EasyJet Said to Consider Easing Pay Targets to Hang on to McCall

  • Move would help retain top team as carrier confronts headwinds
  • Board cautious of backlash from investor Stelios Haji-Ioannou

Carolyn McCall.

Photographer: Chris Ratcliffe/Bloomberg

EasyJet Plc directors are in early-stage talks about relaxing executive bonus targets in order to hang on to Chief Executive Officer Carolyn McCall and other top managers as a capacity glut and the Brexit vote put the U.K. carrier’s earnings under pressure, people familiar with the plans said.

The EasyJet board wants to make pay goals more achievable amid concerns that McCall and her team may be lured to other companies as aviation bears the brunt of economic and political uncertainty, according to the people, who asked not to be named as the proposals haven’t been made public.

Discussions are preliminary and the remuneration committee hasn’t yet been approached, the people said. Any easing of performance targets would risk a backlash from EasyJet founder and shareholder Stelios Haji-Ioannou, who has opposed fleet growth and earlier moves to bolster pay.

A external spokesman for Luton, England-based EasyJet declined to comment.

McCall, who was earlier this year linked with a move to retail giant Marks & Spencer Group Plc, received 6.2 million pounds ($7.7 million) in the year through September 2015, including 5.4 million pounds from a bonus and long-term incentive plan. The reward was based on a 236 percent investor return for the three previous years and a higher than expected capital return.

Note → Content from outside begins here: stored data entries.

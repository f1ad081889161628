//! Package-granularity successor generation.
//!
//! One transition assigns distinct undelivered packages to a non-empty
//! subset of vehicles; each chosen vehicle drives to its package's source
//! and on to the destination as a single step. Once every package is
//! delivered, the only successor sends every vehicle home.
//!
//! Moves between disconnected parts of the map have infinite cost; such
//! successors are skipped, so an unreachable package leaves no way forward.
//!
//! # Complexity
//!
//! A state with N vehicles and U undelivered packages has
//! `Σ_{i=1..min(N,U)} C(N, i) · P(U, i)` successors. They are produced one at
//! a time; nothing beyond the current subset and permutation is kept.

use crate::models::{DeliveryState, State};

use super::combinatorics::{Combinations, Permutations};

/// Lazy iterator over the successors of a coarse [`State`].
///
/// Order: subset size ascending, then vehicle subsets lexicographically,
/// then package arrangements lexicographically. No deduplication happens
/// here; equal successors are left for the search to handle. A goal state
/// has no successors.
///
/// # Examples
///
/// ```
/// use std::sync::Arc;
/// use u_delivery::graph::fixtures;
/// use u_delivery::models::{DeliveryState, State, World};
///
/// let (graph, pairs) = fixtures::triangle();
/// let world = Arc::new(World::new(2, 2, 3, graph, pairs).unwrap());
/// let initial = State::initial(world);
///
/// // 2 vehicles, 2 packages: C(2,1)·P(2,1) + C(2,2)·P(2,2) = 4 + 2
/// assert_eq!(initial.successors().count(), 6);
/// ```
#[derive(Debug, Clone)]
pub struct CoarseSuccessors {
    parent: State,
    undelivered: Vec<usize>,
    progress: Progress,
}

#[derive(Debug, Clone)]
enum Progress {
    /// All packages delivered: one final move back to the garage.
    Return,
    /// Enumerating package assignments for vehicle subsets of `size`.
    Assign {
        size: usize,
        subsets: Combinations,
        vehicles: Vec<usize>,
        arrangements: Permutations,
    },
    Done,
}

impl CoarseSuccessors {
    /// Prepares successor generation for `parent`.
    pub fn new(parent: State) -> Self {
        let undelivered: Vec<usize> = parent
            .delivered()
            .iter()
            .enumerate()
            .filter(|(_, &d)| !d)
            .map(|(k, _)| k)
            .collect();

        let progress = if parent.is_goal() {
            Progress::Done
        } else if undelivered.is_empty() {
            Progress::Return
        } else {
            Progress::Assign {
                size: 1,
                subsets: Combinations::new(parent.vehicle_count(), 1),
                vehicles: Vec::new(),
                arrangements: Permutations::new(0, 1),
            }
        };

        Self {
            parent,
            undelivered,
            progress,
        }
    }
}

impl Iterator for CoarseSuccessors {
    type Item = State;

    fn next(&mut self) -> Option<State> {
        let Self {
            parent,
            undelivered,
            progress,
        } = self;
        let vehicle_count = parent.vehicle_count();
        let max_size = vehicle_count.min(undelivered.len());

        loop {
            match progress {
                Progress::Done => return None,
                Progress::Return => {
                    *progress = Progress::Done;
                    let home = return_home(parent);
                    if home.cost().is_finite() {
                        return Some(home);
                    }
                }
                Progress::Assign {
                    size,
                    subsets,
                    vehicles,
                    arrangements,
                } => {
                    if let Some(arrangement) = arrangements.next() {
                        let successor = assign(parent, vehicles, &arrangement, undelivered);
                        if successor.cost().is_finite() {
                            return Some(successor);
                        }
                        continue;
                    }
                    if let Some(subset) = subsets.next() {
                        *vehicles = subset;
                        *arrangements = Permutations::new(undelivered.len(), *size);
                        continue;
                    }
                    if *size >= max_size {
                        *progress = Progress::Done;
                        continue;
                    }
                    *size += 1;
                    *subsets = Combinations::new(vehicle_count, *size);
                    *arrangements = Permutations::new(0, 1);
                }
            }
        }
    }
}

/// Vehicle `vehicles[i]` delivers package `undelivered[arrangement[i]]`.
fn assign(parent: &State, vehicles: &[usize], arrangement: &[usize], undelivered: &[usize]) -> State {
    let world = parent.world_handle();
    let mut paths = parent.vehicle_paths().to_vec();
    let mut delivered = parent.delivered().to_vec();
    let mut cost = parent.cost();

    for (&vehicle, &slot) in vehicles.iter().zip(arrangement) {
        let package = undelivered[slot];
        let (source, destination) = world.packages()[package];
        let path = &mut paths[vehicle];
        let here = path.last().copied().unwrap_or(world.garage());

        cost += world.travel_cost(here, source) + world.travel_cost(source, destination);
        path.push(source);
        path.push(destination);
        delivered[package] = true;
    }

    State::from_parts(world.clone(), paths, delivered, cost)
}

/// Sends every vehicle that is away back to the garage.
fn return_home(parent: &State) -> State {
    let world = parent.world_handle();
    let garage = world.garage();
    let mut paths = parent.vehicle_paths().to_vec();
    let mut cost = parent.cost();

    for path in paths.iter_mut() {
        let here = path.last().copied().unwrap_or(garage);
        if here != garage {
            cost += world.travel_cost(here, garage);
            path.push(garage);
        }
    }

    State::from_parts(world.clone(), paths, parent.delivered().to_vec(), cost)
}
//! One-hop successor generation for [`VanillaState`].
//!
//! Every transition moves each non-stationary vehicle across exactly one
//! edge. After the move, held packages whose destination was reached are
//! dropped off, then every distinct way for empty-handed vehicles to pick
//! up a waiting package at their vertex yields its own successor.
//!
//! Successors come from three passes over stationary-vehicle masks:
//!
//! 1. wind-down: vehicles parked at the garage with nothing left for them
//!    to pick up stay where they are while the rest move;
//! 2. every non-empty subset of vehicles stays while the rest move (the
//!    full set only picks up or drops off);
//! 3. every vehicle moves.
//!
//! The passes overlap, so the same successor can appear more than once.
//! Successors equal to the parent are discarded.

use crate::models::{DeliveryState, VanillaState, World};

use super::combinatorics::Combinations;

/// Every successor of a fine-grained state. A goal state has none.
///
/// # Examples
///
/// ```
/// use std::sync::Arc;
/// use u_delivery::graph::fixtures;
/// use u_delivery::models::{DeliveryState, VanillaState, World};
/// use u_delivery::transition::vanilla_successors;
///
/// let (graph, pairs) = fixtures::triangle();
/// let world = Arc::new(World::new(1, 2, 3, graph, pairs).unwrap());
/// let succ = vanilla_successors(&VanillaState::initial(world));
///
/// // Step to 1 (and optionally pick up package 0 there) or step to 2
/// // (and optionally pick up package 1).
/// assert_eq!(succ.len(), 4);
/// ```
pub fn vanilla_successors(state: &VanillaState) -> Vec<VanillaState> {
    if state.is_goal() {
        return Vec::new();
    }

    let vehicles = state.vehicle_count();
    let mut out = Vec::new();

    let parked = parked_vehicles(state);
    if parked.iter().any(|&p| p) {
        expand(state, &parked, &mut out);
    }

    for size in 1..=vehicles {
        for subset in Combinations::new(vehicles, size) {
            let mut stationary = vec![false; vehicles];
            for v in subset {
                stationary[v] = true;
            }
            expand(state, &stationary, &mut out);
        }
    }

    expand(state, &vec![false; vehicles], &mut out);

    tracing::trace!(successors = out.len(), "expanded vanilla state");
    out
}

/// Vehicles at the garage, empty-handed, while every undelivered package
/// is already in some vehicle.
fn parked_vehicles(state: &VanillaState) -> Vec<bool> {
    let garage = state.world().garage();
    let nothing_waiting = state
        .delivered()
        .iter()
        .enumerate()
        .all(|(k, &d)| d || state.holder(k).is_some());

    (0..state.vehicle_count())
        .map(|v| {
            nothing_waiting
                && state.held()[v].is_none()
                && state.vehicle_location(v) == Some(garage)
        })
        .collect()
}

/// Appends every successor in which exactly the non-stationary vehicles
/// move one edge.
fn expand(state: &VanillaState, stationary: &[bool], out: &mut Vec<VanillaState>) {
    let world = state.world();
    let locations: Vec<usize> = (0..state.vehicle_count())
        .map(|v| state.vehicle_location(v).unwrap_or(world.garage()))
        .collect();

    let movers: Vec<usize> = (0..locations.len()).filter(|&v| !stationary[v]).collect();
    let choices: Vec<Vec<(usize, f64)>> = movers
        .iter()
        .map(|&v| world.full_map().neighbors(locations[v]).collect())
        .collect();
    if choices.iter().any(Vec::is_empty) {
        return;
    }

    // Odometer over the cross product of mover neighbor lists.
    let mut odometer = vec![0usize; movers.len()];
    loop {
        let mut next_locations = locations.clone();
        let mut step = 0.0;
        for (slot, &v) in movers.iter().enumerate() {
            let (to, weight) = choices[slot][odometer[slot]];
            next_locations[v] = to;
            step += weight;
        }
        emit(state, world, &movers, &next_locations, step, out);

        let Some(slot) = (0..odometer.len()).rev().find(|&s| odometer[s] + 1 < choices[s].len())
        else {
            break;
        };
        odometer[slot] += 1;
        for reset in &mut odometer[slot + 1..] {
            *reset = 0;
        }
    }
}

/// Builds the successors for one joint move: drop-offs first, then every
/// pickup assignment.
fn emit(
    state: &VanillaState,
    world: &World,
    movers: &[usize],
    locations: &[usize],
    step: f64,
    out: &mut Vec<VanillaState>,
) {
    let mut delivered = state.delivered().to_vec();
    let mut held = state.held().to_vec();

    for (v, slot) in held.iter_mut().enumerate() {
        if let Some(package) = *slot {
            if world.package_destination(package) == Some(locations[v]) {
                delivered[package] = true;
                *slot = None;
            }
        }
    }

    let mut paths = state.vehicle_paths().to_vec();
    for &v in movers {
        paths[v].push(locations[v]);
    }
    let cost = state.cost() + step;

    let mut assignments = Vec::new();
    pickups(world, locations, 0, &mut delivered, &mut held, &mut assignments);

    for (delivered, held) in assignments {
        let successor = VanillaState::from_parts(
            state.world_handle().clone(),
            paths.clone(),
            delivered,
            held,
            cost,
        );
        if successor != *state {
            out.push(successor);
        }
    }
}

/// Recursively enumerates pickups for vehicles `vehicle..`: each empty-handed
/// vehicle takes nothing or one waiting package whose source is its vertex.
fn pickups(
    world: &World,
    locations: &[usize],
    vehicle: usize,
    delivered: &mut [bool],
    held: &mut [Option<usize>],
    out: &mut Vec<(Vec<bool>, Vec<Option<usize>>)>,
) {
    if vehicle == locations.len() {
        out.push((delivered.to_vec(), held.to_vec()));
        return;
    }

    pickups(world, locations, vehicle + 1, delivered, held, out);
    if held[vehicle].is_some() {
        return;
    }

    let here = locations[vehicle];
    for (package, &(source, destination)) in world.packages().iter().enumerate() {
        if source != here || delivered[package] || held.contains(&Some(package)) {
            continue;
        }
        if source == destination {
            delivered[package] = true;
            pickups(world, locations, vehicle + 1, delivered, held, out);
            delivered[package] = false;
        } else {
            held[vehicle] = Some(package);
            pickups(world, locations, vehicle + 1, delivered, held, out);
            held[vehicle] = None;
        }
    }
}

#[cfg(test)]
mod tests {
    use super::*;
    use crate::graph::{fixtures, random_problem, Graph};
    use proptest::prelude::*;
    use std::sync::Arc;

    fn triangle(vehicles: usize) -> Arc<World> {
        let (graph, pairs) = fixtures::triangle();
        Arc::new(World::new(vehicles, 2, 3, graph, pairs).expect("valid world"))
    }

    #[test]
    fn test_initial_single_vehicle() {
        let succ = vanilla_successors(&VanillaState::initial(triangle(1)));
        let summary: Vec<_> = succ
            .iter()
            .map(|s| (s.vehicle_location(0), s.held()[0], s.cost()))
            .collect();
        assert_eq!(
            summary,
            vec![
                (Some(1), None, 10.0),
                (Some(1), Some(0), 10.0),
                (Some(2), None, 30.0),
                (Some(2), Some(1), 30.0),
            ]
        );
    }

    #[test]
    fn test_some_vehicles_wait_while_others_move() {
        let succ = vanilla_successors(&VanillaState::initial(triangle(2)));
        for (waiting, moving) in [(0, 1), (1, 0)] {
            for (to, step) in [(1, 10.0), (2, 30.0)] {
                assert!(
                    succ.iter().any(|s| s.vehicle_path(waiting) == Some(&[0][..])
                        && s.vehicle_location(moving) == Some(to)
                        && s.held()[waiting].is_none()
                        && s.cost() == step),
                    "vehicle {waiting} waits while vehicle {moving} steps to {to}"
                );
            }
        }
    }

    #[test]
    fn test_drop_off_on_arrival() {
        let w = triangle(1);
        let s = VanillaState::new(w, vec![vec![0, 1]], vec![false, false], vec![Some(0)], 10.0)
            .expect("valid");
        let arrived: Vec<_> = vanilla_successors(&s)
            .into_iter()
            .filter(|s| s.vehicle_location(0) == Some(2))
            .collect();
        // Drop package 0, then pick up package 1 or not.
        assert_eq!(arrived.len(), 2);
        assert!(arrived.iter().all(|s| s.delivered()[0]));
        assert_eq!(arrived[0].held(), &[None]);
        assert_eq!(arrived[1].held(), &[Some(1)]);
        assert!(arrived.iter().all(|s| s.cost() == 30.0));
    }

    #[test]
    fn test_stationary_pickup_is_offered() {
        let w = triangle(1);
        // Standing at 1 empty-handed: staying put and picking up is a
        // distinct successor with no added cost.
        let s = VanillaState::new(w, vec![vec![0, 1]], vec![false, false], vec![None], 10.0)
            .expect("valid");
        let succ = vanilla_successors(&s);
        assert!(succ
            .iter()
            .any(|t| t.vehicle_location(0) == Some(1) && t.held() == [Some(0)] && t.cost() == 10.0));
        assert!(succ.iter().all(|t| *t != s));
    }

    #[test]
    fn test_parked_vehicle_waits() {
        let w = triangle(2);
        // Vehicle 1 carries the last package; vehicle 0 is home and idle.
        let s = VanillaState::new(
            w,
            vec![vec![0], vec![0, 2]],
            vec![true, false],
            vec![None, Some(1)],
            30.0,
        )
        .expect("valid");
        let succ = vanilla_successors(&s);
        let goal = succ.iter().find(|t| t.is_goal()).expect("goal reachable in one hop");
        assert_eq!(goal.vehicle_path(0), Some(&[0][..]));
        assert_eq!(goal.cost(), 60.0);
    }

    #[test]
    fn test_same_vertex_package_delivers_on_pickup() {
        let graph = Graph::from_edges(2, &[(0, 1, 1.0)]).expect("valid");
        let w = Arc::new(World::new(1, 1, 2, graph, vec![(1, 1)]).expect("valid"));
        let succ = vanilla_successors(&VanillaState::initial(w));
        assert!(succ.iter().any(|s| s.all_delivered() && s.held() == [None]));
    }

    #[test]
    fn test_goal_is_terminal() {
        let w = triangle(1);
        let goal = VanillaState::new(w, vec![vec![0, 1, 2, 0]], vec![true, true], vec![None], 60.0)
            .expect("valid");
        assert!(vanilla_successors(&goal).is_empty());
    }

    #[test]
    fn test_isolated_vehicle_only_waits() {
        let graph = Graph::from_edges(3, &[(1, 2, 1.0)]).expect("valid");
        let w = Arc::new(World::new(1, 1, 3, graph, vec![(1, 2)]).expect("valid"));
        assert!(vanilla_successors(&VanillaState::initial(w)).is_empty());
    }

    proptest! {
        #[test]
        fn prop_successor_cost_is_monotonic(seed in 0u64..100, vehicles in 1usize..3) {
            let (graph, pairs) = random_problem(5, 2, 0.4, seed);
            let w = Arc::new(World::new(vehicles, 2, 5, graph, pairs).expect("valid world"));
            let mut frontier = vec![VanillaState::initial(w)];
            for _ in 0..2 {
                let mut next = Vec::new();
                for s in &frontier {
                    for succ in vanilla_successors(s) {
                        prop_assert!(succ.cost() >= s.cost());
                        prop_assert!(succ != *s);
                        prop_assert!(succ.num_delivered() >= s.num_delivered());
                        next.push(succ);
                    }
                }
                frontier = next;
            }
        }
    }
}
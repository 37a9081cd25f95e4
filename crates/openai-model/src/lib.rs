//! A model provider for OpenAI-compatible chat completion APIs.
//!
//! Responses are always requested in streaming mode and decoded from
//! server-sent events as they arrive.

#[macro_use]
extern crate tracing;

mod config;
mod io;
mod proto;
mod response;

use std::error::Error as StdError;
use std::fmt::{self, Display};
use std::sync::Arc;

use mime::Mime;
use recruit_agent_model::{
    ErrorKind, ModelProvider, ModelProviderError, ModelRequest,
};
use reqwest::{Client, StatusCode, header};

pub use config::{OpenAIConfig, OpenAIConfigBuilder};
use io::{Chunks, Sse};
pub use response::OpenAIResponse;

/// Error type for [`OpenAIProvider`].
#[derive(Debug)]
pub struct Error {
    message: String,
    kind: ErrorKind,
}

impl Error {
    fn new(message: impl Into<String>, kind: ErrorKind) -> Self {
        Self {
            message: message.into(),
            kind,
        }
    }

    /// Returns the error message.
    #[inline]
    pub fn message(&self) -> &str {
        &self.message
    }
}

impl Display for Error {
    fn fmt(&self, f: &mut fmt::Formatter<'_>) -> fmt::Result {
        write!(f, "{}", self.message)
    }
}

impl StdError for Error {}

impl ModelProviderError for Error {
    #[inline]
    fn kind(&self) -> ErrorKind {
        self.kind
    }
}

/// OpenAI-compatible model provider.
#[derive(Clone, Debug)]
pub struct OpenAIProvider {
    client: Client,
    config: Arc<OpenAIConfig>,
}

impl OpenAIProvider {
    /// Creates a new `OpenAIProvider` with the given configuration.
    #[inline]
    pub fn new(config: OpenAIConfig) -> Self {
        Self {
            client: Client::new(),
            config: Arc::new(config),
        }
    }
}

impl ModelProvider for OpenAIProvider {
    type Error = Error;
    type Response = OpenAIResponse;

    fn send_request(
        &self,
        req: &ModelRequest,
    ) -> impl Future<Output = Result<Self::Response, Self::Error>> + Send + 'static
    {
        let openai_req = proto::create_request(req, &self.config);
        let resp_fut = self
            .client
            .post(format!("{}/chat/completions", self.config.base_url))
            .header(
                header::AUTHORIZATION,
                format!("Bearer {}", self.config.api_key),
            )
            .header(header::CONTENT_TYPE, "application/json")
            .header(header::ACCEPT, "text/event-stream")
            .json(&openai_req)
            .send();

        async move {
            let resp = resp_fut
                .await
                .map_err(|err| Error::new(format!("{err}"), ErrorKind::Other))?;

            let status = resp.status();
            if !status.is_success() {
                let body = resp.text().await.unwrap_or_default();
                error!("chat completion failed with {status}: {body}");
                return Err(Error::new(
                    format!("HTTP {status}: {body}"),
                    error_kind_for_status(status),
                ));
            }

            let content_type = resp
                .headers()
                .get(header::CONTENT_TYPE)
                .and_then(|v| v.to_str().ok());
            let is_event_stream = content_type
                .and_then(|v| v.parse().ok())
                .map(|m: Mime| m.subtype().as_str() == "event-stream")
                .unwrap_or(false);
            if !is_event_stream {
                return Err(Error::new(
                    format!("Unexpected content type: {content_type:?}"),
                    ErrorKind::Other,
                ));
            }

            let chunks = Chunks::from_response(resp);
            let sse = Sse::new(chunks);
            Ok(OpenAIResponse::from_sse(sse))
        }
    }
}

fn error_kind_for_status(status: StatusCode) -> ErrorKind {
    match status {
        StatusCode::UNAUTHORIZED | StatusCode::FORBIDDEN => {
            ErrorKind::Unauthorized
        }
        StatusCode::TOO_MANY_REQUESTS => ErrorKind::RateLimitExceeded,
        _ => ErrorKind::Other,
    }
}
use recruit_agent_core::tool::{Error as ToolError, Tool, ToolResult};
use schemars::{JsonSchema, schema_for};
use serde::Deserialize;
use serde_json::Value;

use crate::traffit::{TraffitClient, TraffitError};

/// Input of [`TraffitCandidateTool`].
#[derive(Debug, Deserialize, JsonSchema)]
pub struct CandidateParameters {
    #[schemars(description = "The numerical ID of the candidate to search for.")]
    candidate_id: u64,
}

/// A tool that looks up a candidate record in Traffit.
pub struct TraffitCandidateTool {
    client: TraffitClient,
    parameter_schema: Value,
}

impl TraffitCandidateTool {
    /// Creates the tool on top of the given client.
    pub fn new(client: TraffitClient) -> Self {
        Self {
            client,
            parameter_schema: schema_for!(CandidateParameters).to_value(),
        }
    }
}

impl Tool for TraffitCandidateTool {
    type Input = CandidateParameters;

    fn name(&self) -> &str {
        "get_traffit_candidate_data"
    }

    fn description(&self) -> &str {
        r#"
Fetches data for a specific candidate from the Traffit system using their ID.
Use this tool when the user asks to find, get, or search for a candidate in Traffit."#
    }

    fn parameter_schema(&self) -> &Value {
        &self.parameter_schema
    }

    #[allow(clippy::manual_async_fn)]
    fn execute(
        &self,
        input: CandidateParameters,
    ) -> impl Future<Output = ToolResult> + Send + 'static {
        let client = self.client.clone();
        async move {
            info!("fetching Traffit candidate {}", input.candidate_id);
            let record = client
                .fetch_candidate(input.candidate_id)
                .await
                .map_err(|err| {
                    warn!("candidate lookup failed: {err}");
                    let reason = match err {
                        TraffitError::Status { .. } => err.to_string(),
                        _ => format!("An unexpected error occurred: {err}"),
                    };
                    ToolError::execution_error().with_reason(reason)
                })?;

            serde_json::to_string_pretty(&record).map_err(|err| {
                ToolError::execution_error()
                    .with_reason(format!("An unexpected error occurred: {err}"))
            })
        }
    }
}
#[cfg(test)]
use std::collections::VecDeque;

use bytes::Bytes;
use reqwest::Response;

/// The body stream broke before it was complete.
#[derive(Debug, PartialEq, Eq)]
pub struct Error(pub String);

/// A source of raw body chunks.
pub enum Chunks {
    Response(Response),
    #[cfg(test)]
    VecDeque(VecDeque<Bytes>),
}

impl Chunks {
    pub fn from_response(response: Response) -> Self {
        Chunks::Response(response)
    }

    #[cfg(test)]
    pub fn from_vec_deque(vec: VecDeque<Bytes>) -> Self {
        Chunks::VecDeque(vec)
    }

    /// Returns the next chunk, or `None` once the body is exhausted.
    pub async fn next_chunk(&mut self) -> Result<Option<Bytes>, Error> {
        match self {
            Chunks::Response(response) => {
                response.chunk().await.map_err(|err| Error(err.to_string()))
            }
            #[cfg(test)]
            Chunks::VecDeque(vec) => Ok(vec.pop_front()),
        }
    }
}
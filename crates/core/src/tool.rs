//! Tool call supports.

mod error;
mod object;
mod registry;

use serde::de::DeserializeOwned;
use serde_json::Value;

pub use error::{Error, ErrorKind};
pub(crate) use registry::Registry;

/// The result of a tool call.
pub type ToolResult = Result<String, Error>;

/// A tool that can be called by the model.
///
/// Tools are stateless from the agent's point of view: the same instance
/// serves every call, and nothing is carried from one call to the next.
/// Clients and settings a tool needs should be set up when it is created
/// and cloned into the future returned by [`Tool::execute`].
pub trait Tool: Send + Sync + 'static {
    /// The type of input that the tool accepts.
    type Input: DeserializeOwned;

    /// Returns the name the model uses to call the tool.
    fn name(&self) -> &str;

    /// Returns the description shown to the model.
    fn description(&self) -> &str;

    /// Returns the JSON schema of [`Tool::Input`].
    fn parameter_schema(&self) -> &Value;

    /// Executes the tool with the given input.
    ///
    /// The returned future must not borrow from `self`. Failures are
    /// returned as [`Error`]s whose reason is shown to the model, so the
    /// reason should be understandable without further context.
    fn execute(
        &self,
        input: Self::Input,
    ) -> impl Future<Output = ToolResult> + Send + 'static;
}
//! Conversation-related types.

use recruit_agent_model::{ModelMessage, ToolCallRequest};
use serde::{Deserialize, Serialize};

/// The request that starts a run.
#[derive(Clone, Debug, PartialEq, Eq, Hash, Serialize, Deserialize)]
pub struct RunInput {
    /// The message from the user.
    pub input_message: String,
}

/// The outcome of a run.
#[derive(Clone, Debug, PartialEq, Eq, Hash, Serialize, Deserialize)]
pub struct RunOutput {
    /// The content of the final assistant message.
    pub result: String,
}

/// The state of one run: the message history and the user input that has
/// not been added to it yet.
///
/// The state is moved through the stages of the agent, each stage takes it
/// by value and hands back the updated one. Messages are only ever
/// appended.
#[derive(Clone, Debug, Default, PartialEq, Eq)]
pub struct ConversationState {
    pub(crate) input_message: Option<String>,
    pub(crate) messages: Vec<ModelMessage>,
}

impl ConversationState {
    /// Creates a state with a pending user input and an empty history.
    #[inline]
    pub fn with_input<S: Into<String>>(input_message: S) -> Self {
        Self {
            input_message: Some(input_message.into()),
            messages: vec![],
        }
    }

    /// Returns the user input that has not been consumed yet.
    #[inline]
    pub fn input_message(&self) -> Option<&str> {
        self.input_message.as_deref()
    }

    /// Returns the message history, oldest first.
    #[inline]
    pub fn messages(&self) -> &[ModelMessage] {
        &self.messages
    }

    /// Returns the most recent message.
    #[inline]
    pub fn last_message(&self) -> Option<&ModelMessage> {
        self.messages.last()
    }

    /// Returns the tool calls requested by the last message that have not
    /// been answered yet.
    pub fn pending_tool_calls(&self) -> &[ToolCallRequest] {
        self.last_message()
            .map(ModelMessage::tool_calls)
            .unwrap_or_default()
    }
}

impl From<RunInput> for ConversationState {
    #[inline]
    fn from(input: RunInput) -> Self {
        Self::with_input(input.input_message)
    }
}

While the CEO’s base salary for the year just ended has already been determined, her bonus -- set to be revealed in EasyJet’s annual report due next month -- is likely to shrink following the first fall in full-year profit since 2009 and a 43 percent share-price decline since Jan. 1.

Vulnerable

Britain’s biggest low-cost carrier is facing up to a pay issue that’s likely to confront many U.K. businesses to a varying degree should the countdown to Brexit begin to weigh more on the economy and corporate earnings.

U.K. airlines are particularly vulnerable as the weaker pound crimps the purchasing power of holidaying Britons at a time when fares are already in free fall amid an oversupply of seats as economies stutter and a spate of terror attacks across Europe depresses demand.

EasyJet has already initiated other measures to help cope with tougher market conditions and the looming EU exit, with McCall ordering discounts and promotions during the peak summer season for the first time since becoming CEO in 2010 while looking at sourcing an operating certificate in a continental country to help guarantee market access in coming years.

Ryanair Holdings Plc CEO Michael O’Leary last year received 3.2 million euros ($3.6 million) in total compensation, while Willie Walsh, who heads British Airways owner IAG SA, was paid 6.5 million euros. The companies have market values four and three times larger than EasyJet’s respectively.